» HOW TO COMPLETE THIS TASK
Tell how many lines in the data below hold the string "Less"; give nothing but the number.
=== Section Start ===
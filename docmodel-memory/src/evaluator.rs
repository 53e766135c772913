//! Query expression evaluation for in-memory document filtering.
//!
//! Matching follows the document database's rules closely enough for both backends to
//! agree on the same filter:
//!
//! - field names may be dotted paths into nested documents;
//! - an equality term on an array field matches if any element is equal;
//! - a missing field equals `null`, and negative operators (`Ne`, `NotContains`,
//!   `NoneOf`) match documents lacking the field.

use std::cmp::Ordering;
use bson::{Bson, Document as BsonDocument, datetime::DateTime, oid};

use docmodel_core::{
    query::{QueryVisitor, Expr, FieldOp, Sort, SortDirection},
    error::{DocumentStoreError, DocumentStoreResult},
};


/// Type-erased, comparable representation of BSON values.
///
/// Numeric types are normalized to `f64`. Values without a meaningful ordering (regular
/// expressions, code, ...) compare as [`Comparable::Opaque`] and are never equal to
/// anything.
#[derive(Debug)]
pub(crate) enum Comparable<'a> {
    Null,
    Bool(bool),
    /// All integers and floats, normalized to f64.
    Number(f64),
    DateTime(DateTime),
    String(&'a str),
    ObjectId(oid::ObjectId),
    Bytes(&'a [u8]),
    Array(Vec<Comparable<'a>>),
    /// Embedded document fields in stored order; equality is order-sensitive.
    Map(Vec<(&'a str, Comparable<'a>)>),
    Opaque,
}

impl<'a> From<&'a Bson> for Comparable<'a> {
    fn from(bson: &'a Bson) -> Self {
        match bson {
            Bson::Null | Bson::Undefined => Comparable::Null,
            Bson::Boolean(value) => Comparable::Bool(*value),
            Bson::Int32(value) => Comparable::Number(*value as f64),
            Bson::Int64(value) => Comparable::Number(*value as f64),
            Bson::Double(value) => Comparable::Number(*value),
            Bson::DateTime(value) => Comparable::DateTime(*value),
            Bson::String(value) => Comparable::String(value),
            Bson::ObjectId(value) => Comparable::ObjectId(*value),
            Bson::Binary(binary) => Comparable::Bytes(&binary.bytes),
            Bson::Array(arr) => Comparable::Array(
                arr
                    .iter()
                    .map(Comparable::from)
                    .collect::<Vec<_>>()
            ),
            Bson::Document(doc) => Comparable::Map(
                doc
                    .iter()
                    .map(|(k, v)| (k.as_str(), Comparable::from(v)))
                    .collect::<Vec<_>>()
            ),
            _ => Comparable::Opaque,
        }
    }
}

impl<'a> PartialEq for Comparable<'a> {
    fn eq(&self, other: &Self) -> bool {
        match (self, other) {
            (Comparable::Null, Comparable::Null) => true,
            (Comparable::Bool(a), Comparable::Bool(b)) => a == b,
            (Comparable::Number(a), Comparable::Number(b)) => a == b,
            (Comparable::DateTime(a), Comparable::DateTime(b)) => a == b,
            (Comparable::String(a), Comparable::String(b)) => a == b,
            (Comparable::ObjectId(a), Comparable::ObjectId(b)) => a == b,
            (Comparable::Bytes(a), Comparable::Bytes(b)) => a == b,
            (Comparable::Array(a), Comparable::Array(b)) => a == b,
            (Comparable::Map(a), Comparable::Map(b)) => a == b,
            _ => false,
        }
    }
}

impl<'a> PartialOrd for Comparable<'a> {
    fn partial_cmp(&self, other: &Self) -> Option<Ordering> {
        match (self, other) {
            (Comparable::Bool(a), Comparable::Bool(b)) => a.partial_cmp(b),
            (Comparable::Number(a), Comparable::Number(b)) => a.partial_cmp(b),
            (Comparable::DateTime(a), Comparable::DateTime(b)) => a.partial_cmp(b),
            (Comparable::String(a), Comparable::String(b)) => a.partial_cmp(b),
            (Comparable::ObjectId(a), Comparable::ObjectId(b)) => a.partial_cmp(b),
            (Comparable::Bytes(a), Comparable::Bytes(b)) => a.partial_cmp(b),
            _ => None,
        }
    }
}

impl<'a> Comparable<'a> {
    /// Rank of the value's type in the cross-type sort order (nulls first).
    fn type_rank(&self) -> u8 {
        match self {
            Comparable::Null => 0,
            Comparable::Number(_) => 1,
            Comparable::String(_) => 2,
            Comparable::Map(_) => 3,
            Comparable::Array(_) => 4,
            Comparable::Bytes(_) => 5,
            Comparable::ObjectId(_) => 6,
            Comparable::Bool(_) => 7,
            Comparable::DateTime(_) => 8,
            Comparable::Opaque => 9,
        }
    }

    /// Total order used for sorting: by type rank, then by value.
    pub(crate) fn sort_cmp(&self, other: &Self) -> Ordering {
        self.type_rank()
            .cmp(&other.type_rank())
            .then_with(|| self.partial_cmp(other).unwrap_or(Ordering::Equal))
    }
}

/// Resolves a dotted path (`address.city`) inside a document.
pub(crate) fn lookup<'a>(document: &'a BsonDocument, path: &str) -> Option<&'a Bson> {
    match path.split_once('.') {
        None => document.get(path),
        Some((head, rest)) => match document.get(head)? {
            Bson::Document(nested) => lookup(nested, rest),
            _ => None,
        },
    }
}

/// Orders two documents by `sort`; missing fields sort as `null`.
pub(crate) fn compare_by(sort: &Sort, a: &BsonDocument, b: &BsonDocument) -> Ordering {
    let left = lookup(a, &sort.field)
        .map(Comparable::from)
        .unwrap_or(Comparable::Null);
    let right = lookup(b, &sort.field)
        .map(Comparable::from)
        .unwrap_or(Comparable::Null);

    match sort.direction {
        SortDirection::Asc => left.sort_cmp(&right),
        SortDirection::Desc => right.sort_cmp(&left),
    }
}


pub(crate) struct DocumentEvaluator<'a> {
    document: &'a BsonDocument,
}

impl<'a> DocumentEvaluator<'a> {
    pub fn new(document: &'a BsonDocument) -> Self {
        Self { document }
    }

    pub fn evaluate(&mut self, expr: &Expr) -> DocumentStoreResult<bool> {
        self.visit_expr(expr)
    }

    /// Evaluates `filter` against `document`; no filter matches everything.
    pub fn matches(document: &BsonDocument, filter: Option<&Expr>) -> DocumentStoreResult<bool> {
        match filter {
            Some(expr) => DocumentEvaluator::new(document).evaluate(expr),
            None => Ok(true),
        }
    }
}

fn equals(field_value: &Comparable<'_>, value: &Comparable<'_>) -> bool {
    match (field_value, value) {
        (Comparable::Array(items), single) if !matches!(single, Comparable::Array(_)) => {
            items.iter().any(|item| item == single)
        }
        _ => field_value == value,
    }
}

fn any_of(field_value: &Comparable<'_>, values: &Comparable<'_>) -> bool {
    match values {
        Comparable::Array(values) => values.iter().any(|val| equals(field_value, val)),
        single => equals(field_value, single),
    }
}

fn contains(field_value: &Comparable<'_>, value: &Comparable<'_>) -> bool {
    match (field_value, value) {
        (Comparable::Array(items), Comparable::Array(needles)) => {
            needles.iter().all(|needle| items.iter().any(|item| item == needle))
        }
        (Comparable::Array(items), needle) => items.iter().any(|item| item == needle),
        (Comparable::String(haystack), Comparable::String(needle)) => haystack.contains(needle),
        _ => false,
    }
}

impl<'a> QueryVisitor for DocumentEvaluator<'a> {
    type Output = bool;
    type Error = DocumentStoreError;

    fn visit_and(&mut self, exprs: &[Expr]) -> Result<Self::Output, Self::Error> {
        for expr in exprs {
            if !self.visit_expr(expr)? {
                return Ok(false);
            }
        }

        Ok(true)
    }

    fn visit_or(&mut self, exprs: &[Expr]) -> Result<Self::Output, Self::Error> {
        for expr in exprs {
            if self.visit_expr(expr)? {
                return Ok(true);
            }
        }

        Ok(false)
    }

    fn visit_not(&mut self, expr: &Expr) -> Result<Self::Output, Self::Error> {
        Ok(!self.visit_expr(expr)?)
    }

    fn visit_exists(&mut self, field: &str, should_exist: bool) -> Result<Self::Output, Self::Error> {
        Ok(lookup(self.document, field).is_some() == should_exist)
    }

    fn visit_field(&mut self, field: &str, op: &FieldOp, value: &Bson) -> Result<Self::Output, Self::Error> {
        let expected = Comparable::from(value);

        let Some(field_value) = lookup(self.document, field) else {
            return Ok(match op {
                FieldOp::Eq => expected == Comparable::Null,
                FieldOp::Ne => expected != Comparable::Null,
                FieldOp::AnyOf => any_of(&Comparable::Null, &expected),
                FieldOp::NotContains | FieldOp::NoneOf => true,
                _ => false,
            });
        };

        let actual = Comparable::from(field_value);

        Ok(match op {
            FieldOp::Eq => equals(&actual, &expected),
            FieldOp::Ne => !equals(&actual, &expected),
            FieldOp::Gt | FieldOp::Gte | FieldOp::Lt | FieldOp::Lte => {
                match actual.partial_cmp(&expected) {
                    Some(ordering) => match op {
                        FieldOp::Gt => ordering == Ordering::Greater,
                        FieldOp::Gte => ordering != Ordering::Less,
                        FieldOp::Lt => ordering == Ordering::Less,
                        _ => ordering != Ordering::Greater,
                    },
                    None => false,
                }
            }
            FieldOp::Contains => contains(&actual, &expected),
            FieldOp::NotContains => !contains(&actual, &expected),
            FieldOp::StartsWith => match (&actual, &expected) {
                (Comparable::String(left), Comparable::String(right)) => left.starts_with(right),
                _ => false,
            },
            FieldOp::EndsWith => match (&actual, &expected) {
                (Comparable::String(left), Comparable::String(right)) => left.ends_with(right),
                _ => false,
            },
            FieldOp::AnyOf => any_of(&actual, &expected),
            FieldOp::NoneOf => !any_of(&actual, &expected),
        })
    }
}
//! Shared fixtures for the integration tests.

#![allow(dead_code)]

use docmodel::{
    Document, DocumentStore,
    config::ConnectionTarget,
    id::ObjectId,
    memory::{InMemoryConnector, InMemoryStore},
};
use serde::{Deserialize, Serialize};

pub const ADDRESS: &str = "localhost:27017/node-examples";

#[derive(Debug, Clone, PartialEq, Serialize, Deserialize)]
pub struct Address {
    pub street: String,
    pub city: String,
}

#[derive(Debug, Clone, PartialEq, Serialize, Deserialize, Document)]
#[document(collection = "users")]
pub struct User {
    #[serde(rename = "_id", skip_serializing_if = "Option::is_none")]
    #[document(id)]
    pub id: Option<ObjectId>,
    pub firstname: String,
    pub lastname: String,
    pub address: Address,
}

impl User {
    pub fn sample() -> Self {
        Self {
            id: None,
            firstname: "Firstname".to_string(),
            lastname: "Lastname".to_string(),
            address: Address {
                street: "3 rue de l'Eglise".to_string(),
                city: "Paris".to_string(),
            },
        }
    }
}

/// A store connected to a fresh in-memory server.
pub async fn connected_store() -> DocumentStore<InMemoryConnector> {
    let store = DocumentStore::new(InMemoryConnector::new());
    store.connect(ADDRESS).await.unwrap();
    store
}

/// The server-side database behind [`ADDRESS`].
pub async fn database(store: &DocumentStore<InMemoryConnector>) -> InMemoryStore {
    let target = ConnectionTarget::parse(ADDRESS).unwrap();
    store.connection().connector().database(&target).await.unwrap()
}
=== Section End ===
» EXPECTED ANSWER
2